Efficient in vivo 31P magnetization transfer approach for noninvasively determining multiple kinetic parameters and metabolic fluxes of ATP metabolism in the human brain.

ATP metabolism is controlled mainly by ATP synthase (ATP(ase)) and creatine kinase (CK) reactions that regulate cerebral ATP production, transportation, and utilization. These coupled reactions constitute a chemical exchange metabolic network of PCr<-->ATP<-->Pi characterized by two forward and two reverse reaction fluxes, which can be studied noninvasively by in vivo (31)P MRS combined with magnetization transfer (MT).
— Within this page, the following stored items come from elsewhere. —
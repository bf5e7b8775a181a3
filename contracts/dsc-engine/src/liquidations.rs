use cosmwasm_std::{attr, DepsMut, Env, MessageInfo, Response, Uint128};

use dsc::engine::Config;

use crate::helpers::{assert_allowed_collateral, assert_more_than_zero, chain};
use crate::oracle::stale_check_latest_price;
use crate::positions::{burn, redeem};
use crate::query::token_amount_from_usd;
use crate::risk_engine::{
    assert_health_factor, health_factor, is_healthy, LIQUIDATION_BONUS, LIQUIDATION_PRECISION,
};
use crate::state::CONFIG;
use crate::ContractError;

/// Repays `debt_to_cover` of an unhealthy user's debt with the sender's tokens.
/// The sender receives the equivalent collateral plus the liquidation bonus.
/// Partial liquidations are fine as long as the user's health factor improves.
pub fn liquidate(
    deps: DepsMut,
    env: Env,
    info: MessageInfo,
    collateral_asset: String,
    user: String,
    debt_to_cover: Uint128,
) -> Result<Response, ContractError> {
    let config: Config = CONFIG.load(deps.storage)?;

    assert_more_than_zero(debt_to_cover)?;
    if debt_to_cover < config.min_liquidation_debt {
        return Err(ContractError::BelowMinimumLiquidation {
            debt_to_cover,
            minimum: config.min_liquidation_debt,
        });
    }
    let asset = assert_allowed_collateral(deps.api, &config, &collateral_asset)?;
    let user = deps.api.addr_validate(&user)?;

    let starting_health_factor = health_factor(deps.storage, deps.querier, &env, &config, &user)?;
    if is_healthy(starting_health_factor) {
        return Err(ContractError::HealthFactorOk {});
    }

    //Collateral worth the repaid debt, rounded down, plus the bonus on top
    let quote = stale_check_latest_price(deps.querier, &env, config.oracle_time_limit, &asset)?;
    let token_amount_from_debt_covered = token_amount_from_usd(&quote, debt_to_cover)?;
    let bonus_collateral =
        token_amount_from_debt_covered.multiply_ratio(LIQUIDATION_BONUS, LIQUIDATION_PRECISION);
    let total_collateral_to_redeem = token_amount_from_debt_covered.checked_add(bonus_collateral)?;

    let redeem_response = redeem(
        deps.storage,
        &asset,
        total_collateral_to_redeem,
        &user,
        &info.sender,
    )?;
    let burn_response = burn(
        deps.storage,
        &env,
        &config,
        debt_to_cover,
        &user,
        &info.sender,
    )?;

    let ending_health_factor = health_factor(deps.storage, deps.querier, &env, &config, &user)?;
    if ending_health_factor <= starting_health_factor {
        return Err(ContractError::HealthFactorNotImproved {});
    }

    //The liquidator can't leave their own position unsafe
    assert_health_factor(deps.storage, deps.querier, &env, &config, &info.sender)?;

    let response = Response::new().add_attributes(vec![
        attr("method", "liquidate"),
        attr("liquidator", info.sender),
        attr("user", user),
        attr("debt_covered", debt_to_cover),
        attr("collateral_seized", total_collateral_to_redeem),
        attr("bonus_collateral", bonus_collateral),
        attr("starting_health_factor", starting_health_factor.to_string()),
        attr("ending_health_factor", ending_health_factor.to_string()),
    ]);

    Ok(chain(chain(response, redeem_response), burn_response))
}
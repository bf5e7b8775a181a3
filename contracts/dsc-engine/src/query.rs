use std::convert::TryFrom;

use cosmwasm_std::{Addr, Decimal, Deps, Env, QuerierWrapper, Storage, Uint128, Uint256};

use dsc::engine::{
    AccountInformationResponse, Config, ConstantsResponse, ProtocolTotalsResponse,
};
use dsc::types::{CollateralAsset, CollateralTotal};

use crate::oracle::{stale_check_latest_price, PriceQuote, ADDITIONAL_FEED_PRECISION, PRECISION};
use crate::risk_engine::{
    health_factor, LIQUIDATION_BONUS, LIQUIDATION_PRECISION, LIQUIDATION_THRESHOLD,
    MIN_HEALTH_FACTOR,
};
use crate::state::{collateral_balance, dsc_minted, total_collateral, total_dsc_minted};
use crate::ContractError;

/// USD value (18 decimals) of `amount` at `quote`, rounded down
pub fn usd_value(quote: &PriceQuote, amount: Uint128) -> Result<Uint128, ContractError> {
    let value = amount.full_mul(quote.price) / Uint256::from(PRECISION);

    Ok(Uint128::try_from(value)?)
}

/// Token amount worth `usd_amount` at `quote`, rounded down
pub fn token_amount_from_usd(quote: &PriceQuote, usd_amount: Uint128) -> Result<Uint128, ContractError> {
    let amount = usd_amount.full_mul(PRECISION) / Uint256::from(quote.price);

    Ok(Uint128::try_from(amount)?)
}

pub fn get_usd_value(
    querier: QuerierWrapper,
    env: &Env,
    config: &Config,
    asset: &CollateralAsset,
    amount: Uint128,
) -> Result<Uint128, ContractError> {
    let quote = stale_check_latest_price(querier, env, config.oracle_time_limit, asset)?;

    usd_value(&quote, amount)
}

pub fn get_token_amount_from_usd(
    querier: QuerierWrapper,
    env: &Env,
    config: &Config,
    asset: &CollateralAsset,
    usd_amount: Uint128,
) -> Result<Uint128, ContractError> {
    let quote = stale_check_latest_price(querier, env, config.oracle_time_limit, asset)?;

    token_amount_from_usd(&quote, usd_amount)
}

/// Sum of the user's deposits valued at current prices.
/// Feeds of tokens the user holds none of are never read.
pub fn get_account_collateral_value(
    storage: &dyn Storage,
    querier: QuerierWrapper,
    env: &Env,
    config: &Config,
    user: &Addr,
) -> Result<Uint128, ContractError> {
    let mut total_value = Uint128::zero();

    for asset in config.collateral_assets.iter() {
        let amount = collateral_balance(storage, user, &asset.token)?;
        if amount.is_zero() {
            continue;
        }
        let value = get_usd_value(querier, env, config, asset, amount)?;
        total_value = total_value.checked_add(value)?;
    }

    Ok(total_value)
}

pub fn get_account_information(
    storage: &dyn Storage,
    querier: QuerierWrapper,
    env: &Env,
    config: &Config,
    user: &Addr,
) -> Result<AccountInformationResponse, ContractError> {
    Ok(AccountInformationResponse {
        total_dsc_minted: dsc_minted(storage, user)?,
        collateral_value_in_usd: get_account_collateral_value(storage, querier, env, config, user)?,
    })
}

pub fn query_constants(config: &Config) -> ConstantsResponse {
    ConstantsResponse {
        precision: Uint128::new(PRECISION),
        additional_feed_precision: Uint128::new(ADDITIONAL_FEED_PRECISION),
        liquidation_threshold: Uint128::new(LIQUIDATION_THRESHOLD),
        liquidation_bonus: Uint128::new(LIQUIDATION_BONUS),
        liquidation_precision: Uint128::new(LIQUIDATION_PRECISION),
        min_health_factor: MIN_HEALTH_FACTOR,
        oracle_time_limit: config.oracle_time_limit,
        min_liquidation_debt: config.min_liquidation_debt,
    }
}

//Queries take raw strings and never validate them.
//Unknown users and tokens read as empty.

pub fn query_account_information(
    deps: Deps,
    env: Env,
    config: &Config,
    user: String,
) -> Result<AccountInformationResponse, ContractError> {
    get_account_information(deps.storage, deps.querier, &env, config, &Addr::unchecked(user))
}

pub fn query_collateral_balance(
    deps: Deps,
    user: String,
    collateral_asset: String,
) -> Result<Uint128, ContractError> {
    Ok(collateral_balance(
        deps.storage,
        &Addr::unchecked(user),
        &Addr::unchecked(collateral_asset),
    )?)
}

pub fn query_account_collateral_value(
    deps: Deps,
    env: Env,
    config: &Config,
    user: String,
) -> Result<Uint128, ContractError> {
    get_account_collateral_value(deps.storage, deps.querier, &env, config, &Addr::unchecked(user))
}

pub fn query_health_factor(
    deps: Deps,
    env: Env,
    config: &Config,
    user: String,
) -> Result<Decimal, ContractError> {
    health_factor(deps.storage, deps.querier, &env, config, &Addr::unchecked(user))
}

/// Zero for tokens outside the registry
pub fn query_usd_value(
    deps: Deps,
    env: Env,
    config: &Config,
    collateral_asset: String,
    amount: Uint128,
) -> Result<Uint128, ContractError> {
    if amount.is_zero() {
        return Ok(Uint128::zero());
    }
    match config.collateral_asset(&Addr::unchecked(collateral_asset)) {
        Some(asset) => get_usd_value(deps.querier, &env, config, asset, amount),
        None => Ok(Uint128::zero()),
    }
}

/// Zero for tokens outside the registry
pub fn query_token_amount_from_usd(
    deps: Deps,
    env: Env,
    config: &Config,
    collateral_asset: String,
    usd_amount: Uint128,
) -> Result<Uint128, ContractError> {
    if usd_amount.is_zero() {
        return Ok(Uint128::zero());
    }
    match config.collateral_asset(&Addr::unchecked(collateral_asset)) {
        Some(asset) => get_token_amount_from_usd(deps.querier, &env, config, asset, usd_amount),
        None => Ok(Uint128::zero()),
    }
}

pub fn query_collateral_tokens(config: &Config) -> Vec<Addr> {
    config
        .collateral_assets
        .iter()
        .map(|asset| asset.token.clone())
        .collect()
}

pub fn query_collateral_asset(config: &Config, collateral_asset: String) -> Option<CollateralAsset> {
    config
        .collateral_asset(&Addr::unchecked(collateral_asset))
        .cloned()
}

/// Protocol-wide deposits and debt.
/// Tokens with no deposits are listed without reading their feed.
pub fn query_protocol_totals(
    deps: Deps,
    env: Env,
    config: &Config,
) -> Result<ProtocolTotalsResponse, ContractError> {
    let mut total_collateral_value = Uint128::zero();
    let mut totals = vec![];

    for asset in config.collateral_assets.iter() {
        let amount = total_collateral(deps.storage, &asset.token)?;
        let usd_value = if amount.is_zero() {
            Uint128::zero()
        } else {
            get_usd_value(deps.querier, &env, config, asset, amount)?
        };
        total_collateral_value = total_collateral_value.checked_add(usd_value)?;

        totals.push(CollateralTotal {
            token: asset.token.clone(),
            amount,
            usd_value,
        });
    }

    Ok(ProtocolTotalsResponse {
        total_dsc_minted: total_dsc_minted(deps.storage)?,
        total_collateral: totals,
        total_collateral_value,
    })
}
However, it is still debated whether current MT approaches can precisely determine all of these fluxes. We developed and tested a modified in vivo (31)P MT approach based on a multiple single-site saturation (MSS) technique to study the entire PCr<-->ATP<-->Pi network in human occipital lobe at 7T. Our results reveal that 1) the MSS MT approach can explicitly determine all four reaction fluxes with a minimal number of (31)P spectra; 2) the three-spin exchange model accurately determines reverse reaction fluxes, resulting in equal forward and reverse fluxes for both CK and ATP(ase) reactions; and 3) the ATP synthesis rate (8.8 +/- 1.9 micromol/g/min, N = 11) measured in the human brain reflects cerebral oxidative phosphorylation. The MSS MT approach should provide an important modality for noninvasively studying the essential roles of ATP metabolism in brain bioenergetics, function, and diseases.